Eligibility for this study includes patients with (i) clear cell or sarcomatoid histologies, (ii) have undergone a nephrectomy, and (iii) be at high risk of recurrence (T2 Grade 4, T3a Grade 3-4, T3b/c any Grade, T4 any Grade or TxN+ any Grade) or have had complete resection of limited metachronous/synchronous metastasis. Additional criteria including ECOG performance status ≤1 and tumor specimens evaluable for PD-L1. The primary endpoint is independent review facility (IRF)-assessed disease-free survival (DFS), defined as the time from randomization to the first documented recurrence event (local recurrence, new primary RCC, distant metastasis) or death. Subjects will be randomized 1:1 to receive atezolizumab 1200 mg IV every 3 weeks or placebo IV every 3 weeks for 16 cycles or 1 year. Stratification will be by disease stage (T2/T3a vs T3b/c/T4/N+ vs metastasectomy), region (North America [excluding Mexico] vs rest of world), and PD-L1 status on tumor-infiltrating immune cells (IC; PD-L1 IC expression < 1% vs ≥ 1%).
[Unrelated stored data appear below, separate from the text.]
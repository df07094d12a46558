//! Metafield domain types.

use serde::Serialize;

/// Metafield value types this proxy writes.
#[derive(Debug, Clone, Copy, PartialEq, Eq)]
pub enum MetafieldType {
    /// JSON document (list and matrix stock fields).
    Json,
    /// Integer stored as a decimal string (flat stock fields).
    NumberInteger,
    /// `"true"` / `"false"`.
    Boolean,
}

impl MetafieldType {
    /// Shopify's type name.
    #[must_use]
    pub const fn as_str(self) -> &'static str {
        match self {
            Self::Json => "json",
            Self::NumberInteger => "number_integer",
            Self::Boolean => "boolean",
        }
    }
}

/// One metafield to write with `metafieldsSet`.
#[derive(Debug, Clone, PartialEq, Eq)]
pub struct MetafieldWrite {
    /// GID of the product or variant.
    pub owner_id: String,
    pub namespace: String,
    pub key: String,
    pub kind: MetafieldType,
    /// Value already encoded as Shopify expects it.
    pub value: String,
}

impl MetafieldWrite {
    /// A `json` metafield.
    #[must_use]
    pub fn json(owner_id: &str, namespace: &str, key: &str, value: String) -> Self {
        Self::new(owner_id, namespace, key, MetafieldType::Json, value)
    }

    /// A `number_integer` metafield.
    #[must_use]
    pub fn integer(owner_id: &str, namespace: &str, key: &str, value: u64) -> Self {
        Self::new(
            owner_id,
            namespace,
            key,
            MetafieldType::NumberInteger,
            value.to_string(),
        )
    }

    /// A `boolean` metafield.
    #[must_use]
    pub fn boolean(owner_id: &str, namespace: &str, key: &str, value: bool) -> Self {
        Self::new(
            owner_id,
            namespace,
            key,
            MetafieldType::Boolean,
            value.to_string(),
        )
    }

    fn new(owner_id: &str, namespace: &str, key: &str, kind: MetafieldType, value: String) -> Self {
        Self {
            owner_id: owner_id.to_string(),
            namespace: namespace.to_string(),
            key: key.to_string(),
            kind,
            value,
        }
    }
}

/// A metafield read back from Shopify.
#[derive(Debug, Clone, PartialEq, Eq, Serialize)]
pub struct MetafieldEntry {
    pub key: String,
    pub value: String,
}

/// A product with its matrix-shaped stock metafield.
#[derive(Debug, Clone, PartialEq, Eq)]
pub struct ProductStockDocument {
    pub id: String,
    pub handle: String,
    pub title: String,
    /// Raw metafield value, `None` when the metafield is not set.
    pub value: Option<String>,
}

#[cfg(test)]
mod tests {
    use super::*;

    #[test]
    fn test_integer_is_decimal_string() {
        let write = MetafieldWrite::integer("gid://shopify/Product/1", "custom", "suc_toluca", 12);
        assert_eq!(write.value, "12");
        assert_eq!(write.kind.as_str(), "number_integer");
    }

    #[test]
    fn test_boolean_encoding() {
        let write = MetafieldWrite::boolean("gid://shopify/Product/1", "custom", "buen_fin", true);
        assert_eq!(write.value, "true");
        assert_eq!(write.kind.as_str(), "boolean");
    }

    #[test]
    fn test_json_type_name() {
        assert_eq!(MetafieldType::Json.as_str(), "json");
    }
}
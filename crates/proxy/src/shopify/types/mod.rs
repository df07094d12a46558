//! Domain types for Shopify Admin API.
//!
//! These types provide a clean, ergonomic API separate from the raw
//! response types declared next to each query.

pub mod metafield;
pub mod product;

// Re-export all types for convenience
pub use metafield::*;
pub use product::*;
//! Metafield conversion functions.

use crate::shopify::types::{MetafieldEntry, ProductStockDocument};

use super::super::queries::{owner_metafields, product_stock_document};

pub fn convert_metafield_entries(
    connection: Option<owner_metafields::OwnerMetafieldsConnection>,
) -> Vec<MetafieldEntry> {
    connection
        .map(|c| c.nodes)
        .unwrap_or_default()
        .into_iter()
        .map(|m| MetafieldEntry {
            key: m.key,
            value: m.value,
        })
        .collect()
}

pub fn convert_stock_document(
    product: product_stock_document::ProductStockDocumentProduct,
) -> ProductStockDocument {
    ProductStockDocument {
        id: product.id,
        handle: product.handle,
        title: product.title,
        value: product.metafield.map(|m| m.value),
    }
}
Secondary endpoints include (i) OS, (ii) investigator-assessed DFS, (iii) IRF-assessed and investigator-assessed DFS in patients with ≥ 1% PD-L1 IC, (iv) disease-specific survival, (v) distant metastasis-free survival, and (vi) the 3-year rates of IRF-assessed DFS and investigator-assessed DFS. The planned analysis will occur when at least 65% of patients in the two arms have died. Enrollment is currently ongoing, and the goal is for 664 patients will be enrolled at 200 sites in 27 countries.
Clinical trial: NCT03024996

Presented By: Robert Uzzo, Fox Chase Cancer Center, Philadelphia, PA, USA

Co-Authors: Axel Bex, Brian I. Rini, Laurence Albiges, Cristina Suarez, Frank Donaldson, Takashi Asakawa, Christina Schiff, Sumanta K. Pal

Written By: Zachary Klaassen, MD, Urologic Oncology Fellow, University of Toronto, Princess Margaret Cancer Centre
Twitter: @zklaassen_md

at the 2017 ASCO Annual Meeting - June 2 - 6, 2017 – Chicago, Illinois, USA

References:
1. Haas NB, Manola J, Uzzo RG, et al. Adjuvant sunitinib or sorafenib for high-risk, non-metastatic renal-cell carcinoma (ECOG-ACRIN E2805): a double-blind, placebo-controlled, randomized, phase 3 trial. Lancet 2016 May 14;387(10032):2008-2016.
2. Ravaud A, Motzer RJ, Pandha HS, et al. Adjuvant sunitinib in high-risk renal-cell carcinoma after nephrectomy. N Engl J Med 2016 Dec 8;375(23):2246-2254.